The Power of Statistics | Christopher Vachon

The Power of Statistics

2015-11-30

Over the past couple of weeks I have been exploring Application Monitoring tools which has resulting in me playing with StatsD and Graphite.  I quickly found a Docker Container, and plugged in an NPM library called node-statsd into an Express RESTful api to see what kind of data I could get.

At first, I started with only posting API hits.  This was accomplished by sending a count into StatsD.

var StatsD = require('node-statsd'),
    statsDClient = new StatsD()
;
statsDClient.increment('api.count');

This is neat to be able to watch, but ultimately not very useful without more broken down data.  Specifically, I want to be able to watch how long my api calls are taking. This is easily done with the timing metric.
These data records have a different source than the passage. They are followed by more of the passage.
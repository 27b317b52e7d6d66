//! # Module Kernel - 模块化运行时内核
//!
//! 为插件式应用（如餐厅 POS 系统）提供模块管理的核心能力：
//!
//! - **模块注册表**: 模块的注册、按依赖顺序激活/停用、健康检查和优雅关闭
//! - **依赖图**: 依赖关系维护、激活顺序计算和循环依赖检测
//! - **执行守卫**: 事件处理器的超时、统计和熔断
//! - **事件总线**: 经过执行守卫保护的本地发布/订阅
//! - **日志系统**: 结构化日志记录
//!
//! ## 快速开始
//!
//! ```rust,no_run
//! use std::sync::Arc;
//!
//! use async_trait::async_trait;
//! use module_kernel::{KernelConfig, ModuleDescriptor, ModuleHealth, ModuleHooks, ModuleKernel};
//!
//! struct Inventory;
//!
//! #[async_trait]
//! impl ModuleHooks for Inventory {
//!     async fn health_check(&self) -> anyhow::Result<ModuleHealth> {
//!         Ok(ModuleHealth::healthy())
//!     }
//! }
//!
//! #[tokio::main]
//! async fn main() -> Result<(), Box<dyn std::error::Error>> {
//!     let mut kernel = ModuleKernel::new(KernelConfig::default()).await?;
//!     kernel
//!         .register_module(ModuleDescriptor::new("inventory", "Inventory", "1.0.0", Arc::new(Inventory)))
//!         .await?;
//!     kernel.start().await?;
//!
//!     kernel.shutdown().await?;
//!     Ok(())
//! }
//! ```
//!
//! ## 模块结构
//!
//! - `module` - 模块注册表、依赖图和生命周期
//! - `guard` - 处理器执行守卫
//! - `bus` - 事件总线
//! - `utils` - 工具函数和错误类型
//! - `core` - 核心配置
//! - `api` - 公共 API 接口

#![warn(rustdoc::missing_crate_level_docs)]

pub mod api;
pub mod bus;
pub mod core;
pub mod guard;
pub mod module;
pub mod utils;

// 重导出常用类型，方便使用
pub use bus::{
    DispatchStats, DispatchSummary, Event, EventBus, EventSubscription, LocalEventBus,
    SubscriptionHandle,
};

pub use guard::{ExecutionPhase, ExecutionResult, HandlerGuard, HandlerStats, SecurityStatus};

pub use module::{
    DependencyGraph, HealthStatus, ModuleContext, ModuleDescriptor, ModuleHealth, ModuleHooks,
    ModuleInfo, ModuleMetrics, ModuleOptions, ModuleRegistry, ModuleState, RegistryEvent,
    RegistryEventKind, ShutdownReport,
};

pub use utils::logger::{LogGuard, Logger, LoggerConfig, LoggerConfigBuilder, RotationStrategy};
pub use utils::{error_code, generate_id, generate_uuid, CoreError, Result};

pub use api::sdk::{KernelState, ModuleKernel};
pub use core::config::{
    EventBusConfig, GuardConfig, GuardConfigUpdate, KernelConfig, KernelConfigBuilder, LogConfig,
    RegistryConfig,
};

/// 库版本
pub const VERSION: &str = env!("CARGO_PKG_VERSION");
var StatsD = require('node-statsd'),
    statsDClient = new StatsD()
;
statsDClient.timing('api.timing', duration);

Which when coupled with Express becomes:

var express = require('express'), // Our FrameWork
    app = express(),
    StatsD = require('node-statsd'),
    statsDClient = new StatsD()
;

app.use(function(request, response, next) {
    var thisStart = +new Date();
    response.on("finish", function() {
        var thisEnd = +new Date();
        statsDClient.timing('api.timing', thisEnd - thisStart);
    });
    next();
});

app.listen(8080, function() {
    console.log("Server Running on Port: 8080");
});

so now at the end of every request, I have a timing metric being sent into StatsD.  Where this starts to get cool is that now I can easily track how long my requests are taking verses how many requests are being made to the api.

For example

If I have 100 requests per second hitting my api, and each requests takes an average of 50ms to run, then I should expect that at 200 requests per second that I should see only a marginal slowdown in my requests, lets say 55ms.  However, if that increase is actually 100ms, than I know for certain that I have a performance issue somewhere.
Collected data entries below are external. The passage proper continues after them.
//! 执行守卫与依赖图性能基准测试
//!
//! 使用 Criterion 框架进行性能测试，包括：
//! - 单次受保护执行的开销
//! - 并发执行基准
//! - 熔断快速拒绝路径
//! - 拓扑排序基准
//! - 事件总线分发基准

use criterion::{black_box, criterion_group, criterion_main, BenchmarkId, Criterion, Throughput};
use module_kernel::{
    DependencyGraph, Event, EventBus, EventBusConfig, EventSubscription, GuardConfig,
    HandlerGuard, LocalEventBus,
};
use serde_json::json;

fn runtime_guard() -> HandlerGuard {
    let guard = HandlerGuard::new(GuardConfig::default());
    guard.mark_initialization_complete();
    guard
}

// ============================================================================
// 执行守卫基准测试
// ============================================================================

/// 单次受保护执行
fn guard_execute_benchmark(c: &mut Criterion) {
    let rt = tokio::runtime::Runtime::new().unwrap();
    let guard = runtime_guard();

    c.bench_function("guard_execute_ok", |b| {
        b.to_async(&rt).iter(|| async {
            guard
                .execute(|x: u64| async move { Ok(x * 2) }, black_box(21), "bench", None)
                .await
        });
    });
}

/// 不同数量处理器的并发执行
fn guard_concurrent_benchmark(c: &mut Criterion) {
    let rt = tokio::runtime::Runtime::new().unwrap();
    let guard = runtime_guard();
    let mut group = c.benchmark_group("guard_execute_concurrent");

    for count in [1usize, 8, 64] {
        group.throughput(Throughput::Elements(count as u64));
        group.bench_with_input(BenchmarkId::from_parameter(count), &count, |b, &count| {
            b.to_async(&rt).iter(|| async {
                let handlers: Vec<_> = (0..count)
                    .map(|i| {
                        (
                            format!("handler_{}", i),
                            |x: u64| async move { Ok::<_, anyhow::Error>(x + 1) },
                        )
                    })
                    .collect();
                guard.execute_concurrent(handlers, 1u64, None).await
            });
        });
    }
    group.finish();
}

/// 熔断状态下的快速拒绝
fn guard_rejection_benchmark(c: &mut Criterion) {
    let rt = tokio::runtime::Runtime::new().unwrap();
    let guard = runtime_guard();
    rt.block_on(async {
        for _ in 0..3 {
            guard
                .execute(
                    |_: ()| async { Err::<(), _>(anyhow::anyhow!("down")) },
                    (),
                    "broken",
                    None,
                )
                .await;
        }
    });

    c.bench_function("guard_circuit_open_reject", |b| {
        b.to_async(&rt).iter(|| async {
            guard
                .execute(|_: ()| async { Ok(()) }, (), black_box("broken"), None)
                .await
        });
    });
}

// ============================================================================
// 依赖图基准测试
// ============================================================================

/// 链式与扇出依赖图的拓扑排序
fn topological_order_benchmark(c: &mut Criterion) {
    let mut group = c.benchmark_group("topological_order");

    for size in [10usize, 100, 500] {
        let mut graph = DependencyGraph::new();
        for i in 0..size {
            let deps: Vec<String> = if i == 0 {
                vec![]
            } else {
                vec![format!("m{}", i - 1), format!("m{}", i / 2)]
            };
            graph.upsert(&format!("m{}", i), &deps);
        }

        group.bench_with_input(BenchmarkId::from_parameter(size), &graph, |b, graph| {
            b.iter(|| graph.topological_order().unwrap());
        });
    }
    group.finish();
}

// ============================================================================
// 事件总线基准测试
// ============================================================================

/// 经过守卫的事件分发
fn bus_publish_benchmark(c: &mut Criterion) {
    let rt = tokio::runtime::Runtime::new().unwrap();
    let bus = LocalEventBus::new(EventBusConfig::default(), runtime_guard());
    rt.block_on(async {
        for i in 0..10 {
            bus.subscribe(
                &format!("module_{}", i),
                EventSubscription::new("order.*", |_event| async { Ok(()) }),
            )
            .await
            .unwrap();
        }
    });

    c.bench_function("bus_publish_10_subscribers", |b| {
        b.to_async(&rt).iter(|| async {
            bus.publish(Event::new("order.created", "bench", json!({ "table": 1 })))
                .await
                .unwrap()
        });
    });
}

criterion_group!(
    benches,
    guard_execute_benchmark,
    guard_concurrent_benchmark,
    guard_rejection_benchmark,
    topological_order_benchmark,
    bus_publish_benchmark,
);
criterion_main!(benches);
But how do we track that down?

I am first and foremost a programmer, and that means that I want to accomplish this kind of thing without having to drop a stats plug into every single express route.

My quick solution to this is to make use of above express middleware. First I break out my path into an array, this will allow me to quickly join together a path to send into StatsD. it’ll also allow me to apply a stat to every level of the API so to that I can watch endpoint groupings.  I end up with something like this

var express = require('express'), // Our FrameWork
    app = express(),
    StatsD = require('node-statsd'),
    statsDClient = new StatsD()
;

app.use(function(request, response, next) {
    var thisStart = +new Date();
    request.path.split("/").forEach(function(thisPath) {
        if (thisPath.length) {
            pathArray.push(thisPath);
        }
    });

    for (var i=0, x=pathArray.length; i<x; i++) {
        var _thisPathKey = pathArray.slice(0,i+1).join(".");
        statsDClient.increment(_thisPathKey+'.count');
    }

    response.on("finish", function() {
        var thisEnd = +new Date();
        for (var i=0, x=pathArray.length; i<x; i++) {
            var _thisPathKey = pathArray.slice(0,i+1).join(".");
            statsDClient.timing(_thisPathKey+'.timing', thisEnd - thisStart);
        }
    });
    next();
});

// App Routes are Lists here
// ...

app.listen(8080, function() {
    console.log("Server Running on Port: 8080");
});

So now on every API Hit, the system will record details for every level of the endpoint which will allow you to quickly analyze where your resources are being tied up.

As a note of caution, this can result in a lot of data very quickly. I would highly recommend if you are going to run this type of thing in production that you utilize the sampling argument to filter down the shear volume of data.